- Developer: Aspen Technology
- Operating system: Microsoft Windows
- Type: Multivariate statistics, Multivariate Analysis, Design of Experiments Chemometrics, Spectroscopy, Sensory analysis
- License: Proprietary
- Website: www.aspentech.com/en/products/apm/aspen-unscrambler

= The Unscrambler =

The Unscrambler X is a commercial software product for multivariate data analysis, used for calibration of multivariate data which is often in the application of analytical data such as near infrared spectroscopy and Raman spectroscopy, and development of predictive models for use in real-time spectroscopic analysis of materials. The software was originally developed in 1986 by Harald Martens and later by CAMO Software. After the acquisition of CAMO by Aspen Technology in 2020, Unscrambler is now owned by Aspen.

==Functionality==

The Unscrambler X was an early adaptation of the use of partial least squares (PLS).

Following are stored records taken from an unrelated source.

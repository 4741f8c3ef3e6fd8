//! Loading team, zone and label data from files or URLs.

use anyhow::{Context, Result};
use indicatif::{ProgressBar, ProgressStyle};
use serde::de::DeserializeOwned;
use std::fmt;
use std::fs;
use std::path::{Path, PathBuf};
use std::time::Duration;

use crate::criteria::CriteriaLabels;
use crate::team::TeamsData;
use crate::zone::ZonesData;

/// Where a JSON document comes from.
#[derive(Debug, Clone, PartialEq, Eq)]
pub enum DataSource {
    File(PathBuf),
    Url(url::Url),
}

impl DataSource {
    /// Interpret `location` as an http(s) URL when it parses as one,
    /// otherwise as a filesystem path.
    pub fn parse(location: &str) -> Self {
        match url::Url::parse(location) {
            Ok(url) if matches!(url.scheme(), "http" | "https") => DataSource::Url(url),
            _ => DataSource::File(PathBuf::from(location)),
        }
    }

    /// Resolve relative file paths against `base`. URLs are unchanged.
    pub fn relative_to(self, base: &Path) -> Self {
        match self {
            DataSource::File(path) if path.is_relative() => DataSource::File(base.join(path)),
            other => other,
        }
    }

    pub fn is_remote(&self) -> bool {
        matches!(self, DataSource::Url(_))
    }

    /// Read the raw document text.
    pub fn read_to_string(&self) -> Result<String> {
        match self {
            DataSource::File(path) => fs::read_to_string(path)
                .with_context(|| format!("Failed to read {}", path.display())),
            DataSource::Url(url) => fetch(url),
        }
    }

    /// Read and deserialize the document as JSON.
    pub fn load_json<T: DeserializeOwned>(&self) -> Result<T> {
        let content = self.read_to_string()?;
        serde_json::from_str(&content).with_context(|| format!("Invalid JSON in {}", self))
    }
}

impl fmt::Display for DataSource {
    fn fmt(&self, f: &mut fmt::Formatter<'_>) -> fmt::Result {
        match self {
            DataSource::File(path) => write!(f, "{}", path.display()),
            DataSource::Url(url) => write!(f, "{}", url),
        }
    }
}

/// GET a URL and return the body. Non-2xx responses are errors.
fn fetch(url: &url::Url) -> Result<String> {
    let response = match ureq::get(url.as_str()).call() {
        Ok(response) => response,
        Err(ureq::Error::Status(code, _)) => {
            anyhow::bail!("{} responded with HTTP {}", url, code)
        }
        Err(e) => return Err(e).with_context(|| format!("Request to {} failed", url)),
    };

    response
        .into_string()
        .with_context(|| format!("Failed to read response body from {}", url))
}

/// The three data sources a table needs.
#[derive(Debug, Clone)]
pub struct DataSources {
    pub teams: DataSource,
    pub zones: DataSource,
    pub criteria: DataSource,
}

impl DataSources {
    fn any_remote(&self) -> bool {
        self.teams.is_remote() || self.zones.is_remote() || self.criteria.is_remote()
    }
}

pub fn load_teams(source: &DataSource) -> Result<TeamsData> {
    source
        .load_json()
        .with_context(|| format!("Failed to load team data from {}", source))
}

pub fn load_zones(source: &DataSource) -> Result<ZonesData> {
    source
        .load_json()
        .with_context(|| format!("Failed to load zone data from {}", source))
}

pub fn load_labels(source: &DataSource) -> Result<CriteriaLabels> {
    source
        .load_json()
        .with_context(|| format!("Failed to load criteria labels from {}", source))
}

/// Teams, zones and criteria labels for one league.
#[derive(Debug, Clone, Default)]
pub struct LeagueData {
    pub teams: TeamsData,
    pub zones: ZonesData,
    pub labels: CriteriaLabels,
}

impl LeagueData {
    /// Load all three sources in order: teams, labels, zones.
    pub fn load(sources: &DataSources) -> Result<Self> {
        let teams = load_teams(&sources.teams)?;
        let labels = load_labels(&sources.criteria)?;
        let zones = load_zones(&sources.zones)?;

        Ok(Self {
            teams,
            zones,
            labels,
        })
    }

    /// Like [`LeagueData::load`], with a spinner while remote sources load.
    pub fn load_with_progress(sources: &DataSources, show_progress: bool) -> Result<Self> {
        if !show_progress || !sources.any_remote() {
            return Self::load(sources);
        }

        let spinner = ProgressBar::new_spinner();
        spinner.set_style(
            ProgressStyle::default_spinner()
                .template("{spinner:.cyan} {msg}")
                .unwrap_or_else(|_| ProgressStyle::default_spinner()),
        );
        spinner.set_message("Loading standings data...");
        spinner.enable_steady_tick(Duration::from_millis(100));

        let result = Self::load(sources);
        spinner.finish_and_clear();
        result
    }
}
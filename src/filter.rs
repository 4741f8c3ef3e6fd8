//! Row filters: free-text search over team names and zone selection.

use serde::{Serialize, Serializer};
use std::fmt;
use std::str::FromStr;

use crate::team::Team;
use crate::zone::{normalize_zone_name, NO_ZONE, RESET_KEY};

/// Filter key selecting every row.
pub const ALL_KEY: &str = "all";

/// Filter keys that select more than one zone.
const ZONE_ALIASES: &[(&str, &[&str])] = &[("champions", &["champions", "championship"])];

/// Keep teams whose name contains `term`, ignoring case.
///
/// The term is trimmed first; a blank term keeps every team.
pub fn search_teams(teams: &[Team], term: &str) -> Vec<Team> {
    let term = term.trim().to_lowercase();
    if term.is_empty() {
        return teams.to_vec();
    }

    teams
        .iter()
        .filter(|team| team.name.to_lowercase().contains(&term))
        .cloned()
        .collect()
}

/// Zone selection applied to rendered rows.
#[derive(Debug, Clone, PartialEq, Eq, Default)]
pub enum ZoneFilter {
    #[default]
    All,
    /// Normalized zone key (e.g. `fascia-1`)
    Zone(String),
}

impl ZoneFilter {
    /// Build a filter from a key. `all`, `reset` and blank keys select every row.
    pub fn from_key(key: &str) -> Self {
        let key = normalize_zone_name(key);
        if key == ALL_KEY || key == RESET_KEY || key == NO_ZONE {
            ZoneFilter::All
        } else {
            ZoneFilter::Zone(key)
        }
    }

    pub fn key(&self) -> &str {
        match self {
            ZoneFilter::All => ALL_KEY,
            ZoneFilter::Zone(key) => key,
        }
    }

    pub fn is_all(&self) -> bool {
        matches!(self, ZoneFilter::All)
    }

    /// Zone keys this filter selects. Empty for `All`.
    pub fn zone_keys(&self) -> Vec<&str> {
        match self {
            ZoneFilter::All => vec![],
            ZoneFilter::Zone(key) => ZONE_ALIASES
                .iter()
                .find(|(alias, _)| alias == key)
                .map(|(_, zones)| zones.to_vec())
                .unwrap_or_else(|| vec![key.as_str()]),
        }
    }

    /// Whether a row in zone `row_zone` stays visible.
    pub fn matches(&self, row_zone: &str) -> bool {
        match self {
            ZoneFilter::All => true,
            ZoneFilter::Zone(_) => row_zone != NO_ZONE && self.zone_keys().contains(&row_zone),
        }
    }
}

impl FromStr for ZoneFilter {
    type Err = std::convert::Infallible;

    fn from_str(s: &str) -> Result<Self, Self::Err> {
        Ok(ZoneFilter::from_key(s))
    }
}

impl fmt::Display for ZoneFilter {
    fn fmt(&self, f: &mut fmt::Formatter<'_>) -> fmt::Result {
        f.write_str(self.key())
    }
}

impl Serialize for ZoneFilter {
    fn serialize<S: Serializer>(&self, serializer: S) -> Result<S::Ok, S::Error> {
        serializer.serialize_str(self.key())
    }
}

#[cfg(test)]
mod tests {
    use super::*;

    fn teams() -> Vec<Team> {
        vec![
            Team::new("Inter Nos", 50, 0.0),
            Team::new("Borussia Porcmund", 48, 0.0),
            Team::new("Sporting Lesbona", 44, 0.0),
            Team::new("FC Internazionale Brianza", 40, 0.0),
        ]
    }

    #[test]
    fn test_search_case_insensitive_substring() {
        let found = search_teams(&teams(), "INTER");
        let names: Vec<_> = found.iter().map(|t| t.name.as_str()).collect();
        assert_eq!(names, vec!["Inter Nos", "FC Internazionale Brianza"]);
    }

    #[test]
    fn test_search_trims_term() {
        assert_eq!(search_teams(&teams(), "  porc  ").len(), 1);
    }

    #[test]
    fn test_search_blank_keeps_all() {
        assert_eq!(search_teams(&teams(), "").len(), 4);
        assert_eq!(search_teams(&teams(), "   ").len(), 4);
    }

    #[test]
    fn test_search_no_match() {
        assert!(search_teams(&teams(), "juventus").is_empty());
    }

    #[test]
    fn test_zone_filter_from_key() {
        assert_eq!(ZoneFilter::from_key("all"), ZoneFilter::All);
        assert_eq!(ZoneFilter::from_key("reset"), ZoneFilter::All);
        assert_eq!(ZoneFilter::from_key(""), ZoneFilter::All);
        assert_eq!(
            ZoneFilter::from_key("Fascia 1"),
            ZoneFilter::Zone("fascia-1".to_string())
        );
    }

    #[test]
    fn test_zone_filter_exact_match() {
        let filter = ZoneFilter::from_key("fascia-1");
        assert!(filter.matches("fascia-1"));
        assert!(!filter.matches("fascia-10"));
        assert!(!filter.matches("fascia"));
        assert!(!filter.matches("none"));
    }

    #[test]
    fn test_zone_filter_champions_union() {
        let filter = ZoneFilter::from_key("champions");
        assert!(filter.matches("champions"));
        assert!(filter.matches("championship"));
        assert!(!filter.matches("europa-league"));
        assert_eq!(filter.zone_keys(), vec!["champions", "championship"]);
    }

    #[test]
    fn test_zone_filter_championship_alone() {
        let filter = ZoneFilter::from_key("championship");
        assert!(filter.matches("championship"));
        assert!(!filter.matches("champions"));
    }

    #[test]
    fn test_zone_filter_all_matches_unzoned_rows() {
        assert!(ZoneFilter::All.matches("none"));
        assert!(ZoneFilter::All.matches("retrocessione"));
        assert!(ZoneFilter::All.zone_keys().is_empty());
    }

    #[test]
    fn test_zone_filter_display() {
        assert_eq!(ZoneFilter::All.to_string(), "all");
        assert_eq!(ZoneFilter::from_key("Europa League").to_string(), "europa-league");
    }
}
//! Library-level tests running the full pipeline over fixture files

use chrono::NaiveDate;
use serial_test::serial;
use std::fs;

use standings::config::{Config, DataOverrides, LabelsConfig};
use standings::criteria::SortCriteria;
use standings::data::LeagueData;
use standings::filter::ZoneFilter;
use standings::site::SiteGenerator;
use standings::standings::{StandingsQuery, StandingsView};

mod support;
use support::harness::TestHarness;

fn load(harness: &TestHarness) -> LeagueData {
    let config =
        Config::load_merged_from(None, &harness.path().join(".standings/config.md")).unwrap();
    let sources = config.data_sources(&DataOverrides::default()).unwrap();
    LeagueData::load(&sources).unwrap()
}

fn today() -> NaiveDate {
    NaiveDate::from_ymd_opt(2026, 1, 18).unwrap()
}

fn positions(view: &StandingsView) -> Vec<(u32, String, String)> {
    view.visible_rows()
        .map(|r| (r.position, r.team.name.clone(), r.zone.normalized.clone()))
        .collect()
}

#[test]
fn test_points_view_with_zones() {
    let harness = TestHarness::new();
    let data = load(&harness);

    let view = StandingsView::build_on(
        &data,
        &StandingsQuery::default(),
        &LabelsConfig::default(),
        today(),
    );

    let rows = positions(&view);
    assert_eq!(
        rows,
        vec![
            (1, "Atletico Ma Non Troppo".into(), "champions".into()),
            (2, "Bayer Leverkusate".into(), "championship".into()),
            (3, "Real Mentecatti".into(), "fascia-1".into()),
            (4, "Sporting Lesbona".into(), "fascia-1".into()),
            (5, "Lokomotiv Lipsia".into(), "retrocessione".into()),
        ]
    );
    assert_eq!(view.footer, "© Info Serie A 18 gennaio 2026");
}

#[test]
fn test_name_view_reassigns_zones_by_position() {
    let harness = TestHarness::new();
    let data = load(&harness);

    let view = StandingsView::build_on(
        &data,
        &StandingsQuery::new(SortCriteria::Name),
        &LabelsConfig::default(),
        today(),
    );

    let rows = positions(&view);
    assert_eq!(rows[2], (3, "Lokomotiv Lipsia".into(), "fascia-1".into()));
    assert_eq!(view.criteria_label, "Ordine alfabetico");
}

#[test]
fn test_missing_fantapunti_defaults_to_zero() {
    let harness = TestHarness::new();
    let data = load(&harness);

    let lokomotiv = data
        .teams
        .teams
        .iter()
        .find(|t| t.name == "Lokomotiv Lipsia")
        .unwrap();
    assert_eq!(lokomotiv.fantapunti, 0.0);

    let view = StandingsView::build_on(
        &data,
        &StandingsQuery::new(SortCriteria::Fantapunti),
        &LabelsConfig::default(),
        today(),
    );
    assert_eq!(view.rows.last().unwrap().team.name, "Lokomotiv Lipsia");
}

#[test]
fn test_zone_filter_after_search() {
    let harness = TestHarness::new();
    let data = load(&harness);

    // "le" matches Atletico, Bayer Leverkusate and Sporting Lesbona; they become 1 to 3
    let query = StandingsQuery::default()
        .with_search("le")
        .with_filter(ZoneFilter::from_key("championship"));
    let view = StandingsView::build_on(&data, &query, &LabelsConfig::default(), today());

    assert_eq!(view.rows.len(), 3);
    let rows = positions(&view);
    assert_eq!(
        rows,
        vec![(2, "Bayer Leverkusate".into(), "championship".into())]
    );
    assert_eq!(view.rows[2].team.name, "Sporting Lesbona");
    assert_eq!(view.rows[2].zone.normalized, "fascia-1");
}

#[test]
#[serial]
fn test_config_load_from_working_directory() {
    let harness = TestHarness::new();
    let previous = std::env::current_dir().unwrap();
    std::env::set_var(
        "STANDINGS_GLOBAL_CONFIG",
        harness.path().join("no-global.md"),
    );
    std::env::set_current_dir(harness.path()).unwrap();

    let config = Config::load();

    std::env::set_current_dir(previous).unwrap();
    std::env::remove_var("STANDINGS_GLOBAL_CONFIG");

    let config = config.unwrap();
    assert_eq!(config.league.name, "Fantalega del Bar");
    assert_eq!(config.site.output_dir, "public");
}

#[test]
fn test_site_json_matches_default_view() {
    let harness = TestHarness::new();
    let data = load(&harness);
    let out = harness.path().join("site");

    let generator = SiteGenerator::new(Config::default(), data, None).unwrap();
    let result = generator.build_on(&out, today()).unwrap();
    assert_eq!(result.zone_pages, 4);

    let json: serde_json::Value =
        serde_json::from_str(&fs::read_to_string(out.join("standings.json")).unwrap()).unwrap();
    assert_eq!(json["criteria"], "points");
    assert_eq!(json["rows"].as_array().unwrap().len(), 5);
    assert_eq!(json["legend"].as_array().unwrap().len(), 5);
}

Other techniques supported include principal component analysis (PCA), 3-way PLS, multivariate curve resolution, design of experiments, supervised classification, unsupervised classification
and cluster analysis.

The software is used in spectroscopy (IR, NIR, Raman, etc.), chromatography, and process applications in research and non-destructive quality control systems in pharmaceutical manufacturing, sensory analysis and the chemical industry.